Instructions to follow:
How many lines in the records below contain the word "order"? State that number and nothing more.

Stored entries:
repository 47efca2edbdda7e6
use async_trait::async_trait;
use chrono::{DateTime, Utc};
use sqlx::PgPool;
use uuid::Uuid;

use crate::errors::StoreError;
use crate::models::sync_state::SyncState;

/// What happened on one fetch attempt, as far as bookkeeping cares.
#[derive(Debug, Clone, PartialEq, Eq)]
pub enum SyncOutcome {
    Fetched {
        etag: Option<String>,
        cursor: Option<String>,
    },
    NotModified,
    Failed {
        error: String,
    },
}

/// One atomic write to a state row after an attempt.
#[derive(Debug, Clone, PartialEq, Eq)]
pub struct SyncStateUpdate {
    pub at: DateTime<Utc>,
    pub next_run_at: DateTime<Utc>,
    pub outcome: SyncOutcome,
}

#[cfg(test)]
impl SyncStateUpdate {
    /// In-memory form of the `UPDATE` statements in [`PgSyncStateStore::apply`].
    ///
    /// A success that does not advertise a new ETag or cursor keeps the
    /// previous one. A 304 leaves `last_error` alone.
    pub fn apply_to(&self, state: &mut SyncState) {
        state.last_attempt_at = Some(self.at);
        state.next_run_at = Some(self.next_run_at);
        match &self.outcome {
            SyncOutcome::Fetched { etag, cursor } => {
                state.last_success_at = Some(self.at);
                state.last_error = None;
                if etag.is_some() {
                    state.etag = etag.clone();
                }
                if cursor.is_some() {
                    state.since_cursor = cursor.clone();
                }
            }
            SyncOutcome::NotModified => {
                state.last_success_at = Some(self.at);
            }
            SyncOutcome::Failed { error } => {
                state.last_error = Some(error.clone());
            }
        }
    }
}

#[async_trait]
pub trait SyncStateStore: Send + Sync {
    /// Returns the row for the pair, inserting an empty one on first sight.
    async fn get_or_create(&self, source_id: Uuid, user_id: Uuid)
        -> Result<SyncState, StoreError>;

    async fn apply(&self, state_id: Uuid, update: &SyncStateUpdate) -> Result<(), StoreError>;

    async fn list_for_sources(&self, source_ids: &[Uuid]) -> Result<Vec<SyncState>, StoreError>;
}

pub struct PgSyncStateStore {
    pool: PgPool,
}

impl PgSyncStateStore {
    pub fn new(pool: PgPool) -> Self {
        Self { pool }
    }
}

#[async_trait]
impl SyncStateStore for PgSyncStateStore {
    async fn get_or_create(
        &self,
        source_id: Uuid,
        user_id: Uuid,
    ) -> Result<SyncState, StoreError> {
        // The no-op DO UPDATE makes RETURNING yield the existing row too.
        Ok(sqlx::query_as::<_, SyncState>(
            r#"
            INSERT INTO context_source_state (id, source_id, user_id)
            VALUES ($1, $2, $3)
            ON CONFLICT (source_id, user_id)
                DO UPDATE SET source_id = EXCLUDED.source_id
            RETURNING *
            "#,
        )
        .bind(Uuid::new_v4())
        .bind(source_id)
        .bind(user_id)
        .fetch_one(&self.pool)
        .await?)
    }

    async fn apply(&self, state_id: Uuid, update: &SyncStateUpdate) -> Result<(), StoreError> {
        let query = match &update.outcome {
            SyncOutcome::Fetched { etag, cursor } => sqlx::query(
                r#"
                UPDATE context_source_state SET
                    last_success_at = $2,
                    last_attempt_at = $2,
                    last_error      = NULL,
                    next_run_at     = $3,
                    etag            = COALESCE($4, etag),
                    since_cursor    = COALESCE($5, since_cursor)
                WHERE id = $1
                "#,
            )
            .bind(state_id)
            .bind(update.at)
            .bind(update.next_run_at)
            .bind(etag.as_deref())
            .bind(cursor.as_deref()),
            SyncOutcome::NotModified => sqlx::query(
                r#"
                UPDATE context_source_state SET
                    last_success_at = $2,
                    last_attempt_at = $2,
                    next_run_at     = $3
                WHERE id = $1
                "#,
            )
            .bind(state_id)
            .bind(update.at)
            .bind(update.next_run_at),
            SyncOutcome::Failed { error } => sqlx::query(
                r#"
                UPDATE context_source_state SET
                    last_attempt_at = $2,
                    last_error      = $4,
                    next_run_at     = $3
                WHERE id = $1
                "#,
            )
            .bind(state_id)
            .bind(update.at)
            .bind(update.next_run_at)
            .bind(error.as_str()),
        };

        query.execute(&self.pool).await?;
        Ok(())
    }

    async fn list_for_sources(&self, source_ids: &[Uuid]) -> Result<Vec<SyncState>, StoreError> {
        if source_ids.is_empty() {
            return Ok(Vec::new());
        }
        Ok(sqlx::query_as::<_, SyncState>(
            "SELECT * FROM context_source_state WHERE source_id = ANY($1)",
        )
        .bind(source_ids)
        .fetch_all(&self.pool)
        .await?)
    }
}
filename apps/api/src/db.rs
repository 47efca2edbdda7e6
use anyhow::Result;
use sqlx::postgres::PgPoolOptions;
use sqlx::PgPool;
use tracing::info;

/// Creates a PostgreSQL connection pool and applies pending migrations.
pub async fn create_pool(database_url: &str, max_connections: u32) -> Result<PgPool> {
    info!("Connecting to PostgreSQL...");

    let pool = PgPoolOptions::new()
        .max_connections(max_connections)
        .connect(database_url)
        .await?;

    info!("PostgreSQL connection pool established");

    sqlx::migrate!("./migrations").run(&pool).await?;
    info!("Database migrations applied");

    Ok(pool)
}
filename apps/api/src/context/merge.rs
//! Merge engine: combines the packs fetched in one sync cycle into a single
//! bounded payload.
//!
//! Rules, applied in caller order (registry enumeration order):
//! - facts: first pack to define a key wins;
//! - recents: union per category, deduplicated by `id` for objects that
//!   carry one and by equality otherwise, first-seen order;
//! - pointers: union per category, deduplicated, capped while merging;
//! - generated_at: the freshest pack timestamp;
//! - schema_version: the first pack's.
//!
//! Malformed categories (a recents or pointers value that is not a list)
//! are skipped, never fatal.

use std::collections::{BTreeMap, HashSet};

use chrono::{DateTime, Utc};
use serde_json::Value;
use tracing::debug;

use crate::context::pack::{
    MergeableContextPack, MergedContextPayload, FACTS_MAX_BYTES, POINTERS_MAX_PER_CATEGORY,
    RECENTS_MAX_COUNT,
};

#[derive(Debug, Clone, Copy, PartialEq, Eq)]
pub struct MergeLimits {
    pub facts_max_bytes: usize,
    pub recents_max_count: usize,
    pub pointers_max_per_category: usize,
}

impl Default for MergeLimits {
    fn default() -> Self {
        Self {
            facts_max_bytes: FACTS_MAX_BYTES,
            recents_max_count: RECENTS_MAX_COUNT,
            pointers_max_per_category: POINTERS_MAX_PER_CATEGORY,
        }
    }
}

/// Pure and deterministic for a given input order. No I/O.
#[derive(Debug, Clone, Copy, Default)]
pub struct ContextMerger {
    limits: MergeLimits,
}

impl ContextMerger {
    pub fn new(limits: MergeLimits) -> Self {
        Self { limits }
    }

    pub fn merge(&self, packs: &[MergeableContextPack]) -> MergedContextPayload {
        self.merge_at(packs, Utc::now())
    }

    /// `now` is only used as the timestamp of the empty payload.
    pub fn merge_at(&self, packs: &[MergeableContextPack], now: DateTime<Utc>) -> MergedContextPayload {
        let Some(first) = packs.first() else {
            return MergedContextPayload::empty(now);
        };

        let facts = cap_facts(merge_facts(packs), self.limits.facts_max_bytes);
        let mut recents = merge_recents(packs);
        for items in recents.values_mut() {
            items.truncate(self.limits.recents_max_count);
        }
        let pointers = merge_pointers(packs, self.limits.pointers_max_per_category);

        let generated_at = packs
            .iter()
            .map(|p| p.generated_at)
            .max()
            .unwrap_or(first.generated_at);

        MergedContextPayload {
            schema_version: first.schema_version.clone(),
            generated_at,
            facts,
            recents,
            pointers,
        }
    }
}

fn merge_facts(packs: &[MergeableContextPack]) -> BTreeMap<String, Value> {
    let mut merged = BTreeMap::new();
    for pack in packs {
        for (key, value) in &pack.facts {
            merged.entry(key.clone()).or_insert_with(|| value.clone());
        }
    }
    merged
}

/// Keeps keys in sorted order until the next one would push the serialized
/// map past `max_bytes`; everything from that key on is dropped.
fn cap_facts(facts: BTreeMap<String, Value>, max_bytes: usize) -> BTreeMap<String, Value> {
    if encoded_len(&facts) <= max_bytes {
        return facts;
    }

    let mut kept = BTreeMap::new();
    // "{}" plus one comma between entries.
    let mut size = 2;
    for (key, value) in facts {
        let entry = encoded_len(&key) + 1 + encoded_len(&value);
        let separator = usize::from(!kept.is_empty());
        if size + separator + entry > max_bytes {
            debug!("Facts over {max_bytes} bytes, truncating at key '{key}'");
            break;
        }
        size += separator + entry;
        kept.insert(key, value);
    }
    kept
}

fn encoded_len<T: serde::Serialize + ?Sized>(value: &T) -> usize {
    serde_json::to_vec(value).map(|b| b.len()).unwrap_or(usize::MAX / 4)
}

fn merge_recents(packs: &[MergeableContextPack]) -> BTreeMap<String, Vec<Value>> {
    let mut merged: BTreeMap<String, Vec<Value>> = BTreeMap::new();
    let mut seen: BTreeMap<String, HashSet<String>> = BTreeMap::new();

    for pack in packs {
        for (category, values) in &pack.recents {
            let Some(items) = values.as_array() else {
                debug!(
                    "Skipping recents '{category}' from '{}': not a list",
                    pack.source_id
                );
                continue;
            };
            let bucket = merged.entry(category.clone()).or_default();
            let keys = seen.entry(category.clone()).or_default();
            for item in items {
                if keys.insert(recent_key(item)) {
                    bucket.push(item.clone());
                }
            }
        }
    }
    merged
}

/// Identity of a recents item: its `id` when it is an object with a
/// non-empty one, otherwise the whole item.
fn recent_key(item: &Value) -> String {
    match item.get("id").filter(|id| is_truthy(id)) {
        Some(id) if item.is_object() => format!("id:{id}"),
        _ => format!("eq:{item}"),
    }
}

fn is_truthy(value: &Value) -> bool {
    match value {
        Value::Null => false,
        Value::Bool(b) => *b,
        Value::Number(n) => n.as_f64().is_some_and(|f| f != 0.0),
        Value::String(s) => !s.is_empty(),
        Value::Array(a) => !a.is_empty(),
        Value::Object(o) => !o.is_empty(),
    }
}

fn merge_pointers(packs: &[MergeableContextPack], cap: usize) -> BTreeMap<String, Vec<String>> {
    let mut merged: BTreeMap<String, Vec<String>> = BTreeMap::new();
    let mut seen: BTreeMap<String, HashSet<String>> = BTreeMap::new();

    for pack in packs {
        for (category, values) in &pack.pointers {
            let Some(ids) = values.as_array() else {
                debug!(
                    "Skipping pointers '{category}' from '{}': not a list",
                    pack.source_id
                );
                continue;
            };
            let bucket = merged.entry(category.clone()).or_default();
            let keys = seen.entry(category.clone()).or_default();
            for id in ids.iter().filter_map(pointer_id) {
                if bucket.len() >= cap {
                    break;
                }
                if keys.insert(id.clone()) {
                    bucket.push(id);
                }
            }
        }
    }
    merged
}

fn pointer_id(value: &Value) -> Option<String> {
    match value {
        Value::String(s) => Some(s.clone()),
        Value::Number(n) => Some(n.to_string()),
        _ => None,
    }
}
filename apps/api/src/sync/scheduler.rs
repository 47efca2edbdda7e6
//! Due-pair scheduler: decides which (source, user) pairs need a sync and
//! enqueues one run per user.

use std::collections::{HashMap, HashSet};
use std::sync::Arc;

use async_trait::async_trait;
use chrono::{DateTime, Utc};
use metrics::counter;
use tracing::{info, warn};
use uuid::Uuid;

use crate::errors::StoreError;
use crate::models::source::ContextSource;
use crate::sources::registry::SourceRegistry;
use crate::sources::state_store::SyncStateStore;
use crate::sync::metrics::USERS_ENQUEUED;
use crate::sync::queue::SyncQueue;
use crate::users::UserDirectory;

/// Candidate page sizes for the cross-product scan.
pub const SCAN_SOURCE_LIMIT: i64 = 200;
pub const SCAN_USER_LIMIT: i64 = 1_000;

#[derive(Debug, Clone, PartialEq, Eq, Hash)]
pub struct DuePair {
    pub source_id: Uuid,
    pub user_id: Uuid,
}

/// Enumerates due pairs. A pair is due when it has no state row yet, its
/// row was never scheduled, or its `next_run_at` has passed.
#[async_trait]
pub trait DuePairScan: Send + Sync {
    async fn due_pairs(&self, limit: usize, now: DateTime<Utc>) -> Result<Vec<DuePair>, StoreError>;
}

/// Enabled sources × active users, filtered in process against the state
/// rows of the candidate sources. Both lists are capped, so sources or
/// users past the caps are never scheduled.
pub struct CrossProductScan {
    sources: Arc<dyn SourceRegistry>,
    users: Arc<dyn UserDirectory>,
    states: Arc<dyn SyncStateStore>,
}

impl CrossProductScan {
    pub fn new(
        sources: Arc<dyn SourceRegistry>,
        users: Arc<dyn UserDirectory>,
        states: Arc<dyn SyncStateStore>,
    ) -> Self {
        Self {
            sources,
            users,
            states,
        }
    }
}

#[async_trait]
impl DuePairScan for CrossProductScan {
    async fn due_pairs(&self, limit: usize, now: DateTime<Utc>) -> Result<Vec<DuePair>, StoreError> {
        let sources: Vec<ContextSource> = self
            .sources
            .list_enabled(SCAN_SOURCE_LIMIT)
            .await?
            .into_iter()
            .filter(ContextSource::is_syncable)
            .collect();
        if sources.is_empty() || limit == 0 {
            return Ok(Vec::new());
        }
        let users = self.users.list_active(SCAN_USER_LIMIT).await?;

        let source_ids: Vec<Uuid> = sources.iter().map(|s| s.id).collect();
        let states: HashMap<(Uuid, Uuid), bool> = self
            .states
            .list_for_sources(&source_ids)
            .await?
            .into_iter()
            .map(|s| ((s.source_id, s.user_id), s.is_due(now)))
            .collect();

        let mut due = Vec::new();
        let mut seen = HashSet::new();
        for source in &sources {
            for user in &users {
                let pair = DuePair {
                    source_id: source.id,
                    user_id: user.id,
                };
                if seen.contains(&pair) {
                    continue;
                }
                if states.get(&(source.id, user.id)).copied().unwrap_or(true) {
                    seen.insert(pair.clone());
                    due.push(pair);
                    if due.len() >= limit {
                        return Ok(due);
                    }
                }
            }
        }
        Ok(due)
    }
}

pub struct SyncScheduler {
    scan: Arc<dyn DuePairScan>,
    queue: Arc<dyn SyncQueue>,
}

impl SyncScheduler {
    pub fn new(scan: Arc<dyn DuePairScan>, queue: Arc<dyn SyncQueue>) -> Self {
        Self { scan, queue }
    }

    pub async fn sweep(&self, limit: usize) -> Result<usize, StoreError> {
        self.sweep_at(limit, Utc::now()).await
    }

    /// Enqueues one run per distinct user among the due pairs. Returns how
    /// many users were newly enqueued; users already waiting are skipped and
    /// a queue error for one user does not stop the sweep.
    pub async fn sweep_at(&self, limit: usize, now: DateTime<Utc>) -> Result<usize, StoreError> {
        let pairs = self.scan.due_pairs(limit, now).await?;

        let mut users = Vec::new();
        let mut seen = HashSet::new();
        for pair in &pairs {
            if seen.insert(pair.user_id) {
                users.push(pair.user_id);
            }
        }

        let mut enqueued = 0;
        for user_id in users {
            match self.queue.enqueue(user_id).await {
                Ok(true) => enqueued += 1,
                Ok(false) => {}
                Err(e) => warn!("Could not enqueue context sync for user {user_id}: {e}"),
            }
        }

        counter!(USERS_ENQUEUED).increment(enqueued as u64);
        info!(
            "Enqueued context sync for {enqueued} users ({} due pairs)",
            pairs.len()
        );
        Ok(enqueued)
    }
}
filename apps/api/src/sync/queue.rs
use std::time::Duration;

use async_trait::async_trait;
use redis::aio::MultiplexedConnection;
use thiserror::Error;
use uuid::Uuid;

const QUEUE_KEY: &str = "context_sync:queue";
const PENDING_PREFIX: &str = "context_sync:pending:";

#[derive(Debug, Error)]
pub enum QueueError {
    #[error("Redis error: {0}")]
    Redis(#[from] redis::RedisError),

    #[error("Malformed queue entry: {0}")]
    Malformed(String),
}

/// Work queue of per-user sync runs.
#[async_trait]
pub trait SyncQueue: Send + Sync {
    /// Returns false when the user is already waiting or running.
    async fn enqueue(&self, user_id: Uuid) -> Result<bool, QueueError>;

    /// Waits up to `wait` for the next user.
    async fn dequeue(&self, wait: Duration) -> Result<Option<Uuid>, QueueError>;

    /// Releases the pending marker so the user can be enqueued again.
    async fn complete(&self, user_id: Uuid) -> Result<(), QueueError>;
}

/// Redis list plus a per-user `SET NX EX` marker. The marker expires on its
/// own if a worker dies mid-run.
///
/// `dequeue` blocks its connection, so each worker needs its own instance.
pub struct RedisSyncQueue {
    conn: MultiplexedConnection,
    pending_ttl: Duration,
}

impl RedisSyncQueue {
    pub async fn connect(client: &redis::Client, pending_ttl: Duration) -> Result<Self, QueueError> {
        let conn = client.get_multiplexed_async_connection().await?;
        Ok(Self { conn, pending_ttl })
    }

    fn pending_key(user_id: Uuid) -> String {
        format!("{PENDING_PREFIX}{user_id}")
    }
}

#[async_trait]
impl SyncQueue for RedisSyncQueue {
    async fn enqueue(&self, user_id: Uuid) -> Result<bool, QueueError> {
        let mut conn = self.conn.clone();
        let marked: Option<String> = redis::cmd("SET")
            .arg(Self::pending_key(user_id))
            .arg(1)
            .arg("NX")
            .arg("EX")
            .arg(self.pending_ttl.as_secs().max(1))
            .query_async(&mut conn)
            .await?;
        if marked.is_none() {
            return Ok(false);
        }

        redis::cmd("LPUSH")
            .arg(QUEUE_KEY)
            .arg(user_id.to_string())
            .query_async::<_, i64>(&mut conn)
            .await?;
        Ok(true)
    }

    async fn dequeue(&self, wait: Duration) -> Result<Option<Uuid>, QueueError> {
        let mut conn = self.conn.clone();
        let popped: Option<(String, String)> = redis::cmd("BRPOP")
            .arg(QUEUE_KEY)
            .arg(wait.as_secs().max(1))
            .query_async(&mut conn)
            .await?;

        popped
            .map(|(_, raw)| Uuid::parse_str(&raw).map_err(|_| QueueError::Malformed(raw)))
            .transpose()
    }

    async fn complete(&self, user_id: Uuid) -> Result<(), QueueError> {
        let mut conn = self.conn.clone();
        redis::cmd("DEL")
            .arg(Self::pending_key(user_id))
            .query_async::<_, i64>(&mut conn)
            .await?;
        Ok(())
    }
}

Response area:
4